Teacher Centers have become the heart of many successful efforts to rejuvenate low-performing schools. Collectively, they make up a union-run professional development program that dwarfs many universities in size and scope. This article ran in the February edition of AFT's American Teacher.
The teacher center at PS 165 in upper Manhattan is a crowded but welcoming place. In addition to the 15 computers-somehow strategically arranged so they can all be used at the same time-the telephone, the copying machine, the TV and VCR, the laminator, the coffee machine and other equipment, there are racks of books, papers, videos and all the other resources that can make life in the classroom easier for teachers and paraprofessionals.

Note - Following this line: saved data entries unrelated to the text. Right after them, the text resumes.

//! Per-identity sliding-window upload throttling.
//!
//! Each identity owns a queue of admission timestamps. Every call to
//! [`RateLimiter::admit`] prunes entries older than 24 hours, counts the
//! trailing hour and day, and appends "now" only if both counts are below
//! their ceilings. Bursts are permitted up to the ceiling and then hard-blocked.
//!
//! State lives in a sharded [`DashMap`]: the shard guard is held for the
//! whole prune-count-append sequence, so admissions for one identity are
//! serialized while different identities only contend when they hash to the
//! same shard.

use std::collections::VecDeque;
use std::sync::atomic::AtomicU64;
use std::sync::atomic::Ordering;
use std::time::Duration;
use std::time::Instant;

use dashmap::DashMap;
use tracing::debug;
use tracing::warn;

use crate::UploadPolicy;
use crate::rejection::RateLimited;

/// Length of the hourly window.
pub const HOUR: Duration = Duration::from_secs(60 * 60);

/// Length of the daily window, which is also the pruning horizon.
pub const DAY: Duration = Duration::from_secs(24 * 60 * 60);

/// Source of the current instant.
pub trait Clock: Send + Sync {
    /// Returns the current instant.
    fn now(&self) -> Instant;
}

/// Wall clock backed by [`Instant::now`].
#[derive(Debug, Default, Clone, Copy)]
pub struct SystemClock;

impl<C: Clock + ?Sized> Clock for std::sync::Arc<C> {
    fn now(&self) -> Instant {
        (**self).now()
    }
}

impl Clock for SystemClock {
    fn now(&self) -> Instant {
        Instant::now()
    }
}

/// Clock that only moves when told to.
///
/// # Examples
///
/// ```
/// use std::time::Duration;
/// use upgate_core::security::{Clock, ManualClock};
///
/// let clock = ManualClock::new();
/// let start = clock.now();
/// clock.advance(Duration::from_secs(90));
/// assert_eq!(clock.now() - start, Duration::from_secs(90));
/// ```
#[derive(Debug)]
pub struct ManualClock {
    origin: Instant,
    offset_millis: AtomicU64,
}

impl ManualClock {
    /// Creates a clock frozen at the current instant.
    #[must_use]
    pub fn new() -> Self {
        Self {
            origin: Instant::now(),
            offset_millis: AtomicU64::new(0),
        }
    }

    /// Moves the clock forward.
    #[allow(clippy::cast_possible_truncation)]
    pub fn advance(&self, by: Duration) {
        self.offset_millis
            .fetch_add(by.as_millis() as u64, Ordering::SeqCst);
    }
}

impl Default for ManualClock {
    fn default() -> Self {
        Self::new()
    }
}

impl Clock for ManualClock {
    fn now(&self) -> Instant {
        self.origin + Duration::from_millis(self.offset_millis.load(Ordering::SeqCst))
    }
}

/// Upload ceilings applied by the limiter.
#[derive(Debug, Clone, Copy, PartialEq, Eq)]
pub struct RateCeilings {
    /// Maximum admissions in a trailing hour.
    pub per_hour: usize,
    /// Maximum admissions in a trailing 24 hours.
    pub per_day: usize,
}

impl From<&UploadPolicy> for RateCeilings {
    fn from(policy: &UploadPolicy) -> Self {
        Self {
            per_hour: policy.max_uploads_per_hour,
            per_day: policy.max_uploads_per_day,
        }
    }
}

impl Default for RateCeilings {
    fn default() -> Self {
        Self {
            per_hour: 50,
            per_day: 200,
        }
    }
}

/// Admission counts of one identity.
#[derive(Debug, Clone, Copy, PartialEq, Eq, Default)]
pub struct WindowUsage {
    /// Admissions in the trailing hour.
    pub last_hour: usize,
    /// Admissions in the trailing 24 hours.
    pub last_day: usize,
}

/// Thread-safe per-identity sliding-window limiter.
///
/// The ceilings given at construction are a fallback used by [`admit`].
/// Callers with per-tier limits, such as the validator, pass their own to
/// [`admit_with`]; both share the same windows.
///
/// [`admit`]: Self::admit
/// [`admit_with`]: Self::admit_with
pub struct RateLimiter {
    windows: DashMap<String, VecDeque<Instant>>,
    ceilings: RateCeilings,
    clock: Box<dyn Clock>,
}

impl std::fmt::Debug for RateLimiter {
    fn fmt(&self, f: &mut std::fmt::Formatter<'_>) -> std::fmt::Result {
        f.debug_struct("RateLimiter")
            .field("identities", &self.windows.len())
            .field("ceilings", &self.ceilings)
            .finish_non_exhaustive()
    }
}

impl Default for RateLimiter {
    fn default() -> Self {
        Self::new(RateCeilings::default())
    }
}

impl RateLimiter {
    /// Creates a limiter on the system clock.
    #[must_use]
    pub fn new(ceilings: RateCeilings) -> Self {
        Self::with_clock(ceilings, SystemClock)
    }

    /// Creates a limiter on a caller-supplied clock.
    #[must_use]
    pub fn with_clock(ceilings: RateCeilings, clock: impl Clock + 'static) -> Self {
        Self {
            windows: DashMap::new(),
            ceilings,
            clock: Box::new(clock),
        }
    }

    /// Fallback ceilings applied by [`admit`](Self::admit).
    #[must_use]
    pub const fn ceilings(&self) -> RateCeilings {
        self.ceilings
    }

    /// Admits an upload for `identity` under the limiter's default ceilings.
    ///
    /// # Errors
    ///
    /// Returns [`RateLimited`] if either window is full. A rejected attempt is
    /// not recorded.
    pub fn admit(&self, identity: &str) -> Result<(), RateLimited> {
        self.admit_with(identity, self.ceilings)
    }

    /// Admits an upload for `identity` under explicit ceilings.
    ///
    /// Admission is recorded atomically with the decision.
    ///
    /// # Errors
    ///
    /// Returns [`RateLimited`] if either window is full.
    pub fn admit_with(&self, identity: &str, ceilings: RateCeilings) -> Result<(), RateLimited> {
        let mut window = self.windows.entry(identity.to_string()).or_default();
        let now = self.clock.now();
        prune(&mut window, now);

        let hour_start = window.partition_point(|t| now.duration_since(*t) >= HOUR);
        let last_hour = window.len() - hour_start;
        if last_hour >= ceilings.per_hour {
            let retry_after = window
                .get(hour_start)
                .map_or(HOUR, |oldest| HOUR.saturating_sub(now.duration_since(*oldest)));
            warn!(
                identity,
                count = last_hour,
                ceiling = ceilings.per_hour,
                "hourly upload ceiling reached"
            );
            return Err(RateLimited::Hourly {
                count: last_hour,
                ceiling: ceilings.per_hour,
                retry_after,
            });
        }

        let last_day = window.len();
        if last_day >= ceilings.per_day {
            let retry_after = window
                .front()
                .map_or(DAY, |oldest| DAY.saturating_sub(now.duration_since(*oldest)));
            warn!(
                identity,
                count = last_day,
                ceiling = ceilings.per_day,
                "daily upload ceiling reached"
            );
            return Err(RateLimited::Daily {
                count: last_day,
                ceiling: ceilings.per_day,
                retry_after,
            });
        }

        window.push_back(now);
        debug!(
            identity,
            last_hour = last_hour + 1,
            last_day = last_day + 1,
            "upload admitted"
        );
        Ok(())
    }

    /// Returns current window counts for `identity` without recording anything.
    #[must_use]
    pub fn usage(&self, identity: &str) -> WindowUsage {
        let now = self.clock.now();
        self.windows
            .get(identity)
            .map(|window| WindowUsage {
                last_hour: window
                    .iter()
                    .filter(|t| now.duration_since(**t) < HOUR)
                    .count(),
                last_day: window
                    .iter()
                    .filter(|t| now.duration_since(**t) < DAY)
                    .count(),
            })
            .unwrap_or_default()
    }

    /// Drops all state for `identity`.
    pub fn forget(&self, identity: &str) {
        self.windows.remove(identity);
    }

    /// Number of identities with retained state.
    #[must_use]
    pub fn tracked_identities(&self) -> usize {
        self.windows.len()
    }

    /// Prunes every window and drops identities whose windows became empty.
    ///
    /// There is no background sweep; callers decide when to reclaim memory.
    pub fn retain_active(&self) {
        let now = self.clock.now();
        self.windows.retain(|_, window| {
            prune(window, now);
            !window.is_empty()
        });
    }
}

fn prune(window: &mut VecDeque<Instant>, now: Instant) {
    while window
        .front()
        .is_some_and(|oldest| now.duration_since(*oldest) >= DAY)
    {
        window.pop_front();
    }
}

Similar rooms can be found in some 120 schools and other sites throughout New York City, with new centers opening regularly. Individually, they have become the heart of many successful efforts to rejuvenate a low-performing school; collectively, they make up a union-run professional development program that dwarfs many universities in size and scope. The UFT/New York City Teacher Centers Consortium, as it's known, has been around for 17 years. Part of a network of centers supported by the New York State Education Department, the New York City consortium is a partnership of the United Federation of Teachers (UFT) and the New York City public schools as well as the state education department. But the UFT and its 140-strong teacher center staff are clearly the guiding force.
"What makes us unique," says consortium director Aminda Gentile, "is the fact that this is peer to peer. Teachers open their classroom doors to us to come in and work with them to refine their skills." The result is what she describes as "job-embedded professional development." The ultimate aim of every teacher-center activity, whether it's a citywide conference on arts in education, a workshop on instructional technology or help for a new teacher setting up her classroom on the first day, is to build teachers' knowledge and capacity. "Teachers have to know that opportunities for professional growth rest within them," Gentile adds. "We're trying to build capacity so we don't have to be there all the time. They become schools of continuous learners."
The center at PS 165 exemplifies that philosophy. "I don't want to be seen as the expert on everything, because I'm not," says Diana Rosado, who runs the school's center and refers to herself as the "facilitator." Last year, for example, the center created a study group on authors to explore reading and literacy strategies. What started with eight teachers eventually reached about three-quarters of the school's staff, Rosado proudly explains, as teachers discussed what they learned and shared their ideas with colleagues. This year, more study groups-most of which include parents and paraprofessionals as well as teachers-have been organized. Rosado provides some training on running meetings, but other experienced teachers facilitate the groups. Likewise with a popular desktop publishing class the center offers, there are no standard assignments. Instead, whatever the teachers produce has to be useful in their own class and something they can share with others.
The PS 165 center also serves as something of a parent center, with computer classes and other offerings. Rosado credits the strong parent involvement component with helping the school raise its reading scores enough recently to get off the list of New York City schools under review for low academic performance.
While the New York City consortium is an impressive example of how a union can meet the professional needs of its members, it's just one of many places where AFT affiliates, both on their own and in partnership with the local school district, have set up teacher centers or academies. Among the other teacher centers outside New York state are the Dade Academy for the Teaching Arts, the Chicago QuEST Center, Cincinnati's Mayerson Academy, and centers in places as diverse as New Orleans and Lake County, Fla.